La seducción era demasiado imperiosa, la posibilidad de creerle, de volver a ser ellos de nuevo. Pero Dean sabía que todavía era demasiado pronto. Que ese hombre que se retorcía con pretendida lascivia no era en realidad su Sam.
—Sabes que no puedo, Sammy —se lamentó, arrodillándose entre los muslos de su hermano, trazando con labios tiernos un camino ascendente, disfrutando de todos y cada uno de aquellos sonidos, de cada ruego. Dean sabía, sabía que cada no en realidad era un sí, que cada súplica era una petición de más. Aquella primera vez Sam había luchado, se habían hecho sangrar, hasta que el mundo se había vuelto de un rojo espeso, profundo y asfixiante; furia y pasión y el cuerpo estrecho y palpitante de Sam abriéndose para él. Carne de su carne, sangre de su sangre. Aquella primera vez Sam había llorado, como ahora, como cada vez que Dean le hacía ver lo equivocado que estaba. Sam lloraba mientras explotaba entre sus dedos, mientras latía en torno a su sexo, lloraba cuando le arrastraba consigo en la caída. Sam con la cara empapada de sudor y lágrimas, mientras Dean le cubría, enterrado cuanto podía en él. A veces, mientras se corría como nunca antes dentro de Sam, extrañaba que éste ya ni siquiera luchase.
Quizás la próxima vez sería capaz de creerle, quizás, si le amaba lo suficiente, Sam acabaría reconociendo que estaba equivocado. Y los dos serían libres.

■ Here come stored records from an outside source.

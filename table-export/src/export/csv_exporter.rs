//! CSV export

use std::path::Path;

use csv::{Terminator, WriterBuilder};

use super::{ExportError, check_row_width, sanitize_header};
use crate::config::ExportConfig;
use crate::dataset::{DatasetProvider, Value};
use crate::extract::{Extraction, extract};

/// Write the dataset's attribute table to a UTF-8 CSV file, replacing `output`
pub fn export_csv(
    provider: &dyn DatasetProvider,
    config: &ExportConfig,
    dataset: &str,
    output: &Path,
) -> Result<(), ExportError> {
    let csv_err = |source: csv::Error| ExportError::Csv {
        path: output.to_path_buf(),
        source,
    };

    let Extraction { columns, rows } = extract(provider, config, dataset)?;

    let mut wtr = WriterBuilder::new()
        .terminator(Terminator::Any(b'\n'))
        .from_path(output)
        .map_err(csv_err)?;

    wtr.write_record(columns.iter().map(|c| sanitize_header(c)))
        .map_err(csv_err)?;

    let mut written = 0usize;
    for (index, row) in rows.enumerate() {
        let row = row?;
        check_row_width(index, columns.len(), &row)?;

        wtr.write_record(row.iter().map(Value::to_text))
            .map_err(csv_err)?;
        written += 1;
    }

    wtr.flush().map_err(|e| csv_err(e.into()))?;

    log::info!("CSV file exported to: {} ({} rows)", output.display(), written);
    Ok(())
}
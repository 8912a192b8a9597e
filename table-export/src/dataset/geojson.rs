//! GeoJSON FeatureCollection provider
//!
//! The dataset identifier is a file path. Feature properties become fields in
//! first-seen order, preceded by the feature geometry. A collection may carry a
//! foreign `"fields"` member (`[{"name": .., "type": ..}]`) that replaces the
//! inferred schema.

use std::collections::HashMap;
use std::fs;

use serde::Deserialize;
use serde_json::{Map, Value as JsonValue};

use super::{
    DatasetProvider, FieldDescriptor, FieldType, ProjectedCursor, ProviderError, ProviderVersion,
    Row, StepCursor, StepRow, Value, parse_date,
};

/// Name of the geometry field every feature carries
///
/// Underscores are prepended while a property already uses the name.
pub const GEOMETRY_FIELD: &str = "geometry";

#[derive(Debug, Deserialize)]
struct FeatureCollection {
    #[serde(rename = "type")]
    kind: String,
    #[serde(default)]
    features: Vec<Feature>,
    #[serde(default)]
    fields: Option<Vec<FieldDescriptor>>,
}

#[derive(Debug, Deserialize)]
struct Feature {
    #[serde(default)]
    properties: Option<Map<String, JsonValue>>,
}

impl Feature {
    fn value_of(&self, field: &FieldDescriptor) -> Value {
        self.properties
            .as_ref()
            .and_then(|props| props.get(&field.name))
            .map(|json| to_value(json, &field.field_type))
            .unwrap_or(Value::Null)
    }
}

/// Reads GeoJSON files from disk
#[derive(Debug, Default, Clone, Copy)]
pub struct GeoJsonProvider;

impl GeoJsonProvider {
    /// Cursor API level implemented by this provider
    pub const API_VERSION: ProviderVersion = ProviderVersion::new(10, 1);

    pub fn new() -> Self {
        Self
    }

    fn load(&self, dataset: &str) -> Result<(Vec<FieldDescriptor>, Vec<Feature>), ProviderError> {
        let content = fs::read_to_string(dataset)
            .map_err(|e| ProviderError::new(dataset, format!("cannot open file: {}", e)))?;

        let collection: FeatureCollection = serde_json::from_str(&content)
            .map_err(|e| ProviderError::new(dataset, format!("invalid GeoJSON: {}", e)))?;

        if collection.kind != "FeatureCollection" {
            return Err(ProviderError::new(
                dataset,
                format!("expected a FeatureCollection, found {:?}", collection.kind),
            ));
        }

        let fields = match collection.fields {
            Some(declared) => declared,
            None => infer_fields(&collection.features),
        };

        log::debug!(
            "Loaded {} features with {} fields from {}",
            collection.features.len(),
            fields.len(),
            dataset
        );

        Ok((fields, collection.features))
    }
}

impl DatasetProvider for GeoJsonProvider {
    fn version(&self) -> ProviderVersion {
        Self::API_VERSION
    }

    fn describe_fields(&self, dataset: &str) -> Result<Vec<FieldDescriptor>, ProviderError> {
        self.load(dataset).map(|(fields, _)| fields)
    }

    fn step_cursor<'a>(&'a self, dataset: &str) -> Result<Box<dyn StepCursor + 'a>, ProviderError> {
        let (fields, features) = self.load(dataset)?;
        Ok(Box::new(GeoJsonStepCursor {
            fields,
            features: features.into_iter(),
        }))
    }

    fn projected_cursor<'a>(
        &'a self,
        dataset: &str,
        columns: &[String],
    ) -> Result<ProjectedCursor<'a>, ProviderError> {
        let (fields, features) = self.load(dataset)?;

        let projection = columns
            .iter()
            .map(|column| {
                fields
                    .iter()
                    .find(|f| &f.name == column)
                    .cloned()
                    .ok_or_else(|| ProviderError::new(dataset, format!("field not found: {}", column)))
            })
            .collect::<Result<Vec<_>, _>>()?;

        Ok(Box::new(features.into_iter().map(
            move |feature| -> Result<Row, ProviderError> {
                Ok(projection.iter().map(|field| feature.value_of(field)).collect())
            },
        )))
    }
}

struct GeoJsonStepCursor {
    fields: Vec<FieldDescriptor>,
    features: std::vec::IntoIter<Feature>,
}

impl StepCursor for GeoJsonStepCursor {
    fn next_row(&mut self) -> Result<Option<StepRow>, ProviderError> {
        Ok(self.features.next().map(|feature| {
            self.fields
                .iter()
                .map(|field| (field.name.clone(), feature.value_of(field)))
                .collect()
        }))
    }
}

/// Geometry first, then property keys in first-seen order
fn infer_fields(features: &[Feature]) -> Vec<FieldDescriptor> {
    let mut order: Vec<(String, Option<FieldType>)> = Vec::new();
    let mut index: HashMap<String, usize> = HashMap::new();

    for props in features.iter().filter_map(|f| f.properties.as_ref()) {
        for (key, value) in props {
            let slot = *index.entry(key.clone()).or_insert_with(|| {
                order.push((key.clone(), None));
                order.len() - 1
            });

            if order[slot].1.is_none() && !value.is_null() {
                order[slot].1 = Some(infer_type(value));
            }
        }
    }

    let mut geometry_name = GEOMETRY_FIELD.to_string();
    while index.contains_key(&geometry_name) {
        geometry_name.insert(0, '_');
    }

    std::iter::once(FieldDescriptor::new(geometry_name, FieldType::Geometry))
        .chain(order.into_iter().map(|(name, field_type)| {
            FieldDescriptor::new(name, field_type.unwrap_or(FieldType::String))
        }))
        .collect()
}

fn infer_type(value: &JsonValue) -> FieldType {
    match value {
        JsonValue::Bool(_) => FieldType::Boolean,
        JsonValue::Number(n) if n.is_i64() || n.is_u64() => FieldType::Integer,
        JsonValue::Number(_) => FieldType::Double,
        JsonValue::String(s) if parse_date(s).is_some() => FieldType::Date,
        JsonValue::String(_) | JsonValue::Null => FieldType::String,
        JsonValue::Array(_) | JsonValue::Object(_) => FieldType::Blob,
    }
}

fn to_value(json: &JsonValue, field_type: &FieldType) -> Value {
    match json {
        JsonValue::Null => Value::Null,
        JsonValue::Bool(b) => Value::Bool(*b),
        JsonValue::Number(n) => match field_type {
            FieldType::Double => n.as_f64().map(Value::Float).unwrap_or(Value::Null),
            _ => n
                .as_i64()
                .map(Value::Int)
                .or_else(|| n.as_f64().map(Value::Float))
                .unwrap_or(Value::Null),
        },
        JsonValue::String(s) => match field_type {
            FieldType::Date => parse_date(s)
                .map(Value::Date)
                .unwrap_or_else(|| Value::String(s.clone())),
            _ => Value::String(s.clone()),
        },
        JsonValue::Array(_) | JsonValue::Object(_) => Value::String(json.to_string()),
    }
}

—Está bien, Sammy —le musitó, abrazándole de nuevo. Sam se había hecho un ovillo, desnudo, con marcas encarnadas en el cuello y la espalda, los muslos y las nalgas manchadas de semen. Tenía los ojos abiertos y le observaba, sus ojos parecían más verdes que nunca. Despeinado e indefenso, más glorioso de lo que Dean jamás hubiese imaginado verle. Contuvo la necesidad de hacerle girar y usar las manos para exponerle, casi podía verse con el rostro inmerso en su carne, degustando su esencia en la piel de Sam, hundiendo la lengua dentro de su cuerpo y devorándole hasta hacerle eyacular una vez más. Bebérselo hasta que no quedase nada. Suyo. En cambio, se limitó a buscar una manta y cubrirles a ambos, conteniendo los temblores que sacudían al menor de pies a cabeza. No se suponía que ellos iban a acabar así, le recordó una parte de su mente, esa que era fácil de descartar—. Está bien, Sammy —repitió, acunándole entre sus brazos—. Te tengo, Sammy. Tú y yo, sea lo que sea.